Andrew Sullivan (October 27, 2004)
..[I]t is simply foolish to ignore what we have found out this past year about Bush’s obvious limits, his glaring failures, his fundamental weakness as a leader. I fear he is out of his depth and exhausted. I simply do not have confidence in him to navigate the waters ahead skilfully enough to avoid or survive the darkening clouds on the horizon.
Andrew Sullivan (April 12, 2005)
IRAQ: It behooves me to write that I’m chastened – and extremely heartened – by the progress we’re making in Iraq. The elections were obviously the key – and they should have been scheduled at least a year before they were. But it’s equally true that the constancy of our amazing troops, and the magic of democracy, are turning this long hard slog into a long hard slog with an end in sight. The criticisms of the past endure. But the fundamental objective seems to be within sight. The right decision – to remove Saddam – is no longer being stymied by wrong decisions. I feared the worst. I was wrong.
/me applauds.
Finally?
The cynic might argue that Sullivan can only maintain enough cognitive dissonance to go after one political figure at a time, and so has decided to concentrate his fire on the new Pope for not being gay-friendly enough instead of concentrating it on Bush for not being gay-friendly enough.
I read that line completely the opposite of how Henry did, and perhaps you, too, Kevin.
I read it to be Sullivan saying he feared the worst, and he was wrong (implying the following as train of though/suggestion) ‘BECAUSE WORSE THAN THE WORST HAPPENED…’ (Bush was right).
I’m thinking that Sullivan is waving a two edged sword there, perhaps assuming he’s passing as hokay while getting in that jab just behind the back.
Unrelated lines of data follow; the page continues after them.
use psxform_core::entity::{Entity, EntityId, Space};
use tracing::debug;

use crate::errors::EngineError;

/// 按空间分组保存实体的内存数据库。
#[derive(Debug, Default, Clone)]
pub struct Database {
    model: Vec<(EntityId, Entity)>,
    paper: Vec<(EntityId, Entity)>,
    next_entity_id: u64,
}

impl Database {
    pub fn new() -> Self {
        Self::default()
    }

    /// 直接追加实体（不经事务），用于构建初始文档。
    pub fn add_entity(&mut self, space: Space, entity: Entity) -> EntityId {
        let id = EntityId::new(self.next_entity_id);
        self.insert(space, id, entity);
        id
    }

    pub fn entity(&self, id: EntityId) -> Option<(Space, &Entity)> {
        self.model
            .iter()
            .map(|(eid, entity)| (Space::Model, eid, entity))
            .chain(
                self.paper
                    .iter()
                    .map(|(eid, entity)| (Space::Paper, eid, entity)),
            )
            .find(|(_, eid, _)| **eid == id)
            .map(|(space, _, entity)| (space, entity))
    }

    pub fn entities(&self, space: Space) -> impl Iterator<Item = &(EntityId, Entity)> {
        self.collection(space).iter()
    }

    #[inline]
    pub fn count(&self, space: Space) -> usize {
        self.collection(space).len()
    }

    fn collection(&self, space: Space) -> &Vec<(EntityId, Entity)> {
        match space {
            Space::Model => &self.model,
            Space::Paper => &self.paper,
        }
    }

    fn insert(&mut self, space: Space, id: EntityId, entity: Entity) {
        let collection = match space {
            Space::Model => &mut self.model,
            Space::Paper => &mut self.paper,
        };
        collection.push((id, entity));
        self.next_entity_id = self.next_entity_id.max(id.get() + 1);
    }
}

/// 作用域事务：只有显式 `commit` 才会写回数据库，提前 drop 即丢弃全部改动。
pub struct Transaction<'a> {
    database: &'a mut Database,
    pending: Vec<(Space, EntityId, Entity)>,
    committed: bool,
}

impl<'a> Transaction<'a> {
    pub fn start(database: &'a mut Database) -> Self {
        Self {
            database,
            pending: Vec::new(),
            committed: false,
        }
    }

    /// 读取已提交的实体。未提交的追加对读取不可见。
    pub fn get_object(&self, id: EntityId) -> Result<&Entity, EngineError> {
        self.database
            .entity(id)
            .map(|(_, entity)| entity)
            .ok_or(EngineError::EntityNotFound(id.get()))
    }

    /// 登记一个待追加的实体，返回提交后将使用的 ID。
    pub fn append(&mut self, space: Space, entity: Entity) -> EntityId {
        let id = EntityId::new(self.database.next_entity_id + self.pending.len() as u64);
        self.pending.push((space, id, entity));
        id
    }

    #[inline]
    pub fn pending_len(&self) -> usize {
        self.pending.len()
    }

    /// 一次性写回全部待追加实体。
    pub fn commit(mut self) -> Vec<EntityId> {
        let pending = std::mem::take(&mut self.pending);
        let ids = pending.iter().map(|(_, id, _)| *id).collect();
        for (space, id, entity) in pending {
            self.database.insert(space, id, entity);
        }
        self.committed = true;
        ids
    }
}

impl Drop for Transaction<'_> {
    fn drop(&mut self) {
        if !self.committed && !self.pending.is_empty() {
            debug!(discarded = self.pending.len(), "事务未提交，丢弃待追加实体");
        }
    }
}

#[cfg(test)]
mod tests {
    use psxform_core::geometry::Point3;

    use super::*;

    fn sample_line() -> Entity {
        Entity::line(Point3::ORIGIN, Point3::new(1.0, 0.0, 0.0), "0")
    }

    #[test]
    fn committed_appends_become_visible() {
        let mut db = Database::new();
        let source = db.add_entity(Space::Paper, sample_line());

        let mut tr = Transaction::start(&mut db);
        assert!(tr.get_object(source).is_ok());
        let reserved = tr.append(Space::Model, sample_line());
        assert_eq!(tr.pending_len(), 1);
        let ids = tr.commit();

        assert_eq!(ids, vec![reserved]);
        assert_eq!(db.count(Space::Model), 1);
        assert_eq!(db.entity(reserved).map(|(space, _)| space), Some(Space::Model));
        assert_eq!(db.add_entity(Space::Paper, sample_line()).get(), reserved.get() + 1);
    }

    #[test]
    fn dropped_transaction_discards_pending_work() {
        let mut db = Database::new();
        db.add_entity(Space::Paper, sample_line());
        {
            let mut tr = Transaction::start(&mut db);
            tr.append(Space::Model, sample_line());
            tr.append(Space::Model, sample_line());
        }
        assert_eq!(db.count(Space::Model), 0);
        assert_eq!(db.count(Space::Paper), 1);
    }

    #[test]
    fn missing_entity_is_reported() {
        let mut db = Database::new();
        let tr = Transaction::start(&mut db);
        let err = tr.get_object(EntityId::new(42)).unwrap_err();
        assert!(matches!(err, EngineError::EntityNotFound(42)));
    }
}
You know, “love ya’, my friend” and then the wallet’s lifted.
I think Sullivan is resentful about the obvious (the ‘gay marriage’ fallout) and just can’t get his head around anything else. His penchant for filtering information through his homosexuality has really warped his ability to reason about much anything socio-political except about resentment about ‘gay marriage.’
It’s a viscious circle, is what I mean, and he’s shown his limits and they are way retrogressive from where he once was headed. His choice, free country, all that, but as to ideology, he’s losing, if not lost and his and his are aware of that. Thus, the screed ensures.
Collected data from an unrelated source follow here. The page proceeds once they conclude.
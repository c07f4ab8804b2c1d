pub mod apply;
pub mod command;
pub mod database;
pub mod frames;
pub mod markup;
pub mod session;

pub mod errors {
    use psxform_core::entity::Space;
    use psxform_core::errors::GeometryError;
    use thiserror::Error;

    #[derive(Debug, Error)]
    pub enum EngineError {
        #[error("command requires a paper space layout")]
        NotInPaperSpace,
        #[error("cannot resolve the active viewport: {reason}")]
        CannotResolveActiveViewport {
            reason: String,
            #[source]
            source: Option<Box<EngineError>>,
        },
        #[error("entity selection was cancelled")]
        UserCancelledSelection,
        #[error("entity with id {0} not found")]
        EntityNotFound(u64),
        #[error("cannot switch to {target:?} space: {reason}")]
        SpaceSwitch { target: Space, reason: String },
        #[error("{count} viewports are registered and none was specified or focused")]
        AmbiguousViewport { count: usize },
        #[error("viewport {0} is not registered with the viewer")]
        UnknownViewport(u64),
        #[error("viewer has no page-to-model transform for viewport {0}")]
        MissingPageTransform(u64),
        #[error(transparent)]
        Geometry(#[from] GeometryError),
    }
}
They’ll never thank President Bush, nor be level and realistic about Bush’s Presidency, nor about the country as it is, among other key issues, and I find Sullivan a sad guy.
sorry, “…screed ensues.”
I’m in a technical rush here, sorry, typos ongoing.
That sounds a little too much like “we succeeded, DESPITE the incompentence of Bush or the large number of screw-ups”. He’s heartened by the progress in Iraq, but not specifically by anything this administration has done. He still isn’t really giving the President any credit.
Sure, it sounds good, if you skip over “elections were obviously the key – and they should have been scheduled at least a year before they were” or “The criticisms of the past endure.”
Holding the elections a full year earlier would have led, IMO, to the instability which the likes of Sully expected, and often seemingly hailed. If “criticisms of the past endure” such as “Bush’s obvious limits,” “his fundamental weakness as a leader” and “I simply do not have confidence in him,” then one has to ask what Sully is acknowledging he is wrong about. Sounds like he wants to have it both ways.
If you’re looking for a more recent turnaround by Sullivan, compare his comments on his blog about Benedict XVI and his “Time 100” paragraph on Ratzinger last week. Aside from the “Rasputin” comment, the editors at Time managed to make his profile almost respectful.
Hmmmm.
Andrew Sullivan is discussing something that is NOT about gay sex?
Amazing!
Hey Kev? Could you explain why you or anyone else should care what Andy thinks? About anything?
But since Bush still doesn’t condone gay marriage, HE’S STILL EVIL!